Compounding is the only practical shortcut in life. It's strange, though. Because almost all the time, it feels like nothing is happening.

Most people misunderstand this principle in writing, investing, skill stacking, relationships and in their personal transformation. They overestimate what they can achieve in a year. And underestimate what they can do in a decade. You write every day for six months. Your first posts get three claps. You're tempted to quit. You feel like it's not working. But you keep going. You're not even sure why. You have hope. If you hang in there, people will keep sharing your pieces. And even message you about how your thoughts are helping them.

What changed?

Nothing in that one week. Everything in those months. Your work was doing its work the whole time. You just couldn't see it.

Physicist Albert Bartlett wisely said, "The greatest shortcoming of the human race is our inability to understand the exponential function."

We're pattern-recognition brains built for linear outcomes. If something grows 10% a day, we expect tomorrow to be 10% bigger than today. We want 200x bigger now.
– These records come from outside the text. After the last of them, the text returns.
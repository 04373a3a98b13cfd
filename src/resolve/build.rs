//! Build/disband-phase resolution.
//!
//! Budgets refresh from supply-center ownership when the build phase is
//! entered, so submissions validate against the year's real counts. At
//! resolution, voluntary disbands run first, builds consume the remaining
//! slack, and any surplus a player left unnamed is disbanded
//! deterministically, lowest unit id first. Stale or excess entries are
//! skipped; the pending lists are cleared when the plan is applied.

use std::collections::BTreeSet;

use crate::board::{BuildEntry, GameState, UnitId, UnitKind};

/// The build-phase reconciliation plan.
#[derive(Debug, Clone, PartialEq, Eq, Default)]
pub struct BuildOutcome {
    pub created: Vec<NewUnit>,
    pub disbanded: Vec<UnitId>,
}

/// A unit to create; the id comes from the state counter at apply time.
#[derive(Debug, Clone, PartialEq, Eq)]
pub struct NewUnit {
    pub owner: String,
    pub kind: UnitKind,
    pub region: String,
    pub coast: Option<String>,
}

/// Rewrites every player's supply-center budget from current ownership.
/// The sequencer calls this once on entry to the build phase.
pub fn refresh_budgets(state: &mut GameState) {
    let budgets: Vec<(String, u32)> = state
        .players
        .values()
        .map(|p| (p.identity.clone(), state.owned_supply_centers(&p.name) as u32))
        .collect();
    for (identity, budget) in budgets {
        if let Some(player) = state.player_mut(&identity) {
            if player.supply_centers != budget {
                tracing::debug!(power = %player.name, budget, "supply budget updated");
            }
            player.supply_centers = budget;
        }
    }
}

/// Computes the build plan for every power against the refreshed budgets.
pub fn resolve_builds(state: &GameState) -> BuildOutcome {
    let mut outcome = BuildOutcome::default();
    // Regions consumed by builds this phase, across all powers.
    let mut claimed: BTreeSet<&str> = BTreeSet::new();

    for (identity, player) in &state.players {
        let budget = player.supply_centers;
        let mut disbands: BTreeSet<UnitId> = BTreeSet::new();
        let mut builds: Vec<NewUnit> = Vec::new();

        for entry in &player.pending_builds {
            match entry {
                BuildEntry::Disband { unit } => {
                    // Entries were validated at submission; the unit may
                    // still have died in the meantime.
                    if player.unit_ids.contains(unit) {
                        disbands.insert(*unit);
                    }
                }
                BuildEntry::Build { kind, region, coast } => {
                    let remaining =
                        player.unit_ids.len() as u32 - disbands.len() as u32 + builds.len() as u32;
                    if remaining >= budget {
                        tracing::debug!(power = %player.name, %region, "build beyond slack ignored");
                        continue;
                    }
                    let r = state.board.region(region);
                    let stale = r.occupant.is_some()
                        || claimed.contains(region.as_str())
                        || r.owner.as_deref() != Some(player.name.as_str());
                    if stale {
                        continue;
                    }
                    claimed.insert(r.name.as_str());
                    builds.push(NewUnit {
                        owner: identity.clone(),
                        kind: *kind,
                        region: region.clone(),
                        coast: coast.clone(),
                    });
                }
            }
        }

        // Auto-disband whatever surplus the player left unnamed.
        let mut count = player.unit_ids.len() as u32 - disbands.len() as u32 + builds.len() as u32;
        for unit in &player.unit_ids {
            if count <= budget {
                break;
            }
            if disbands.insert(*unit) {
                tracing::debug!(power = %player.name, unit, "surplus unit auto-disbanded");
                count -= 1;
            }
        }

        outcome.disbanded.extend(disbands);
        outcome.created.extend(builds);
    }

    outcome
}

/// Applies the build plan: removals, then creations, then the pending
/// lists are cleared.
pub fn apply_builds(state: &mut GameState, outcome: &BuildOutcome) {
    for unit in &outcome.disbanded {
        state.remove_unit(*unit);
    }
    for new_unit in &outcome.created {
        let id = state.spawn_unit(
            new_unit.kind,
            &new_unit.region,
            new_unit.coast.clone(),
            &new_unit.owner,
        );
        tracing::debug!(unit = id, region = %new_unit.region, "unit built");
    }
    for player in state.players.values_mut() {
        player.pending_builds.clear();
    }
}

#[cfg(test)]
mod tests {
    use super::*;
    use crate::board::{standard, Phase};

    const IDS: [&str; 7] = ["0xa1", "0xe1", "0xf1", "0xg1", "0xi1", "0xr1", "0xt1"];
    const AUSTRIA: &str = "0xa1";
    const ENGLAND: &str = "0xe1";

    fn build_state() -> GameState {
        let mut s = standard::standard_state(IDS);
        s.phase = Phase::Build;
        refresh_budgets(&mut s);
        s
    }

    #[test]
    fn balanced_power_needs_nothing() {
        let s = build_state();
        let outcome = resolve_builds(&s);
        assert!(outcome.created.is_empty());
        assert!(outcome.disbanded.is_empty());
        assert_eq!(s.players[AUSTRIA].supply_centers, 3);
    }

    #[test]
    fn gained_center_allows_one_build() {
        let mut s = build_state();
        // Austria captured Serbia during the year; Vienna is free.
        s.board.region_mut("Serbia").owner = Some("Austria".to_string());
        s.remove_unit(1);
        refresh_budgets(&mut s);
        s.player_mut(AUSTRIA).unwrap().pending_builds = vec![
            BuildEntry::Build {
                kind: UnitKind::Army,
                region: "Vienna".to_string(),
                coast: None,
            },
            // A second build beyond the slack is ignored.
            BuildEntry::Build {
                kind: UnitKind::Army,
                region: "Budapest".to_string(),
                coast: None,
            },
        ];

        let outcome = resolve_builds(&s);
        assert_eq!(outcome.created.len(), 1);
        assert_eq!(outcome.created[0].region, "Vienna");

        apply_builds(&mut s, &outcome);
        let new_unit = s.unit_at("Vienna").unwrap();
        assert_eq!(new_unit.id, 23);
        assert_eq!(s.power_name(&new_unit.owner), "Austria");
        assert_eq!(s.players[AUSTRIA].supply_centers, 4);
        assert!(s.players[AUSTRIA].pending_builds.is_empty());
        assert_eq!(s.next_unit_id, 24);
    }

    #[test]
    fn lost_center_forces_disband() {
        let mut s = build_state();
        // England lost London to France.
        s.board.region_mut("London").owner = Some("France".to_string());
        refresh_budgets(&mut s);
        s.player_mut(ENGLAND).unwrap().pending_builds =
            vec![BuildEntry::Disband { unit: 4 }];

        let outcome = resolve_builds(&s);
        assert!(outcome.disbanded.contains(&4));

        apply_builds(&mut s, &outcome);
        assert!(s.unit(4).is_none());
        assert_eq!(s.players[ENGLAND].supply_centers, 2);
        assert_eq!(s.players[ENGLAND].unit_ids.len(), 2);
    }

    #[test]
    fn under_submitted_disbands_fall_on_lowest_ids() {
        let mut s = build_state();
        // England down to one center, no disbands submitted.
        s.board.region_mut("London").owner = Some("France".to_string());
        s.board.region_mut("Liverpool").owner = Some("France".to_string());
        refresh_budgets(&mut s);

        let outcome = resolve_builds(&s);
        // Units 4 and 5 go; unit 6 survives.
        assert_eq!(outcome.disbanded, vec![4, 5]);

        apply_builds(&mut s, &outcome);
        assert_eq!(s.players[ENGLAND].unit_ids.len(), 1);
        assert!(s.unit(6).is_some());
    }

    #[test]
    fn voluntary_disband_counts_toward_the_shortfall() {
        let mut s = build_state();
        s.board.region_mut("London").owner = Some("France".to_string());
        refresh_budgets(&mut s);
        s.player_mut(ENGLAND).unwrap().pending_builds =
            vec![BuildEntry::Disband { unit: 6 }];

        let outcome = resolve_builds(&s);
        assert_eq!(outcome.disbanded, vec![6]);
    }

    #[test]
    fn stale_build_into_occupied_region_is_skipped() {
        let mut s = build_state();
        s.board.region_mut("Serbia").owner = Some("Austria".to_string());
        refresh_budgets(&mut s);
        // Vienna is still occupied by unit 1, so the build cannot land.
        s.player_mut(AUSTRIA).unwrap().pending_builds = vec![BuildEntry::Build {
            kind: UnitKind::Army,
            region: "Vienna".to_string(),
            coast: None,
        }];

        let outcome = resolve_builds(&s);
        assert!(outcome.created.is_empty());
    }

    #[test]
    fn budgets_refresh_from_ownership() {
        let mut s = build_state();
        s.board.region_mut("Greece").owner = Some("Austria".to_string());
        s.board.region_mut("Serbia").owner = Some("Austria".to_string());

        refresh_budgets(&mut s);
        assert_eq!(s.players[AUSTRIA].supply_centers, 5);
    }
}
We look at our writing, our savings, our skills and convince ourselves, "At this rate, I'll never get there."

We calculate linearly.

And quit rationally.

But the uncomfortable reality is that nothing changes.

Until everything does.

Compounding takes time.

Here's an investing example for visual sense. Put away $200 a month starting at 25. At 30, you've got maybe $15,000. Doesn't feel like much. At 35, $40,000. Better, but still just decent savings. At 40, $80,000. At 50, it's $200,000. At 60 is over $500,000. The last decade does more work than the first three combined. Same deposits. Different outcomes. That's the exponential function playing out in practical life. Of course, investing is not always linear. It could be a lot better or worse. If you leave it alone, it will do its work. "The first rule of compounding: Never interrupt it unnecessarily," Charlie Munger said.

I like what Warren Buffett once said of his investment secret:

"Our favorite holding period is forever. We are just the opposite of those who hurry to sell and book profits when companies perform well but who tenaciously hang on to businesses that disappoint. Peter Lynch aptly likens such behavior to cutting the flowers and watering the weeds."

"Gradually, then suddenly," is also how we all learned to read.

You probably don't remember. But there was a long stretch where letters were just weird shapes. Then shapes became sounds. Sounds became words. Words became sentences. And one day (you don't know which day), reading became automatic. Your brain rewired itself so completely that now you can't not read.

You can't turn it off.

That's the principle of the exponential curve.

Flat, flat, flat, flat… then vertical.

Most people live on the flat part and assume that's all there is. They see results by other people, and immediately compare. They don't see the three years of the "flat" process. They see the IPO, not the decade in a garage. They see the Black belt, not the white belt, who kept doing hard things when everyone else quit.

A bamboo spends years growing roots, then shoots up over 90 feet in just six weeks. You're staring at the dirt, wondering why there's no tree yet. Something is happening. You just can't see it yet.

The good news is compounding applies to almost everything.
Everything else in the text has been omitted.